▶ **TASK BRIEF**
In the material below, find all lines with the string "main" and copy them.

▶ **EXTRACTED MATERIAL**

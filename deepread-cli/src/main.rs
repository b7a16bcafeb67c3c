mod chunker;
mod commands;
mod embedder;
mod import;
mod index;
mod render;
mod store;

use anyhow::Result;
use clap::{Parser, Subcommand};
use deepread_game::DifficultyId;
use std::io::{BufWriter, stdout};
use std::path::PathBuf;
use std::time::{SystemTime, UNIX_EPOCH};

use commands::{App, Submission};
use render::Console;

#[derive(Debug, Parser)]
#[command(name = "deepread", version)]
#[command(about = "Gamified analytical-reading companion: import a book, take quests, level up")]
struct Args {
    /// Directory holding the database, chapter files and indexes
    #[arg(long, env = "DEEPREAD_DATA_DIR", default_value = ".deepread", global = true)]
    data_dir: PathBuf,

    /// Difficulty tier (beginner, apprentice, master, expert)
    #[arg(long, env = "DEEPREAD_DIFFICULTY", default_value = "master", global = true)]
    difficulty: String,

    /// Seed for quest and question selection (defaults to the clock)
    #[arg(long, global = true)]
    seed: Option<u64>,

    /// Print results as JSON lines instead of formatted text
    #[arg(long, global = true)]
    json: bool,

    #[command(subcommand)]
    command: Command,
}

#[derive(Debug, Subcommand)]
enum Command {
    /// Import a Markdown book
    Import { path: PathBuf },
    /// List imported books
    Books,
    /// Delete a book and everything recorded for it
    Delete { book: String },
    /// Show the difficulty table
    Difficulties,
    /// Show level, mana, phase and what the next phase needs
    Status { book: String },
    /// Generate a quest for the current (or given) chapter
    Quest {
        book: String,
        #[arg(long)]
        chapter: Option<u32>,
    },
    /// Hand in an answer
    Submit {
        book: String,
        #[command(subcommand)]
        submission: Submission,
    },
    /// Spend mana on a hint for the active quest
    Hint { book: String },
    /// Move to the next phase when its requirements are met
    Advance { book: String },
    /// Recover mana
    Rest { book: String },
    /// Start over on this book at the selected difficulty
    Reset { book: String },
    /// Understanding check: without answers, ask questions; with answers, grade them
    Verify {
        book: String,
        #[arg(long)]
        count: Option<usize>,
        /// Answers in question order; repeat for each question
        #[arg(long = "answer")]
        answers: Vec<String>,
    },
    /// Try to open syntopical reading across books
    Unlock { book: String },
    /// Tag a book with a topic for syntopical grouping
    Topic { book: String, topic: String },
    /// Run a debug console command such as `/goto:ALCHEMY` or `/set:XP:500`
    Debug { book: String, input: String },
    /// Record a vision fragment for a concept
    Vision {
        book: String,
        concept: String,
        #[arg(long)]
        image: Option<PathBuf>,
    },
    /// End-of-book summary with milestone cards
    Summary { book: String },
    /// Search a book's passages
    Search {
        book: String,
        query: String,
        #[arg(short, default_value_t = 3)]
        k: usize,
    },
}

fn clock_seed() -> u64 {
    let nanos = SystemTime::now()
        .duration_since(UNIX_EPOCH)
        .unwrap_or_default()
        .as_nanos();
    // keep the low 64 bits
    #[allow(clippy::cast_possible_truncation)]
    let seed = nanos as u64;
    seed
}

#[tokio::main(flavor = "current_thread")]
async fn main() -> Result<()> {
    env_logger::init();
    let args = Args::parse();

    let difficulty = DifficultyId::from_name(&args.difficulty);
    let seed = args.seed.unwrap_or_else(clock_seed);
    log::debug!(
        "data_dir={} difficulty={difficulty} seed={seed}",
        args.data_dir.display()
    );
    let app = App::open(&args.data_dir, difficulty, seed)?;
    let mut out = Console::new(BufWriter::new(stdout().lock()), args.json);

    match args.command {
        Command::Import { path } => commands::import(&app, &mut out, &path)?,
        Command::Books => commands::books(&app, &mut out)?,
        Command::Delete { book } => commands::delete(&app, &mut out, &book)?,
        Command::Difficulties => commands::difficulties(&mut out)?,
        Command::Status { book } => commands::status(&app, &mut out, &book)?,
        Command::Quest { book, chapter } => commands::quest(&app, &mut out, &book, chapter)?,
        Command::Submit { book, submission } => {
            commands::submit(&app, &mut out, &book, submission).await?;
        }
        Command::Hint { book } => commands::hint(&app, &mut out, &book)?,
        Command::Advance { book } => commands::advance(&app, &mut out, &book)?,
        Command::Rest { book } => commands::rest(&app, &mut out, &book)?,
        Command::Reset { book } => commands::reset(&app, &mut out, &book)?,
        Command::Verify {
            book,
            count,
            answers,
        } => commands::verify(&app, &mut out, &book, count, answers).await?,
        Command::Unlock { book } => commands::unlock(&app, &mut out, &book)?,
        Command::Topic { book, topic } => commands::topic(&app, &mut out, &book, &topic)?,
        Command::Debug { book, input } => commands::debug(&app, &mut out, &book, &input)?,
        Command::Vision {
            book,
            concept,
            image,
        } => commands::vision(&app, &mut out, &book, &concept, image)?,
        Command::Summary { book } => commands::summary(&app, &mut out, &book)?,
        Command::Search { book, query, k } => {
            commands::search(&app, &mut out, &book, &query, k)?;
        }
    }
    out.flush()
}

▶ **RESULT OF THE EXERCISE**
filename deepread-cli/src/main.rs
#[tokio::main(flavor = "current_thread")]
async fn main() -> Result<()> {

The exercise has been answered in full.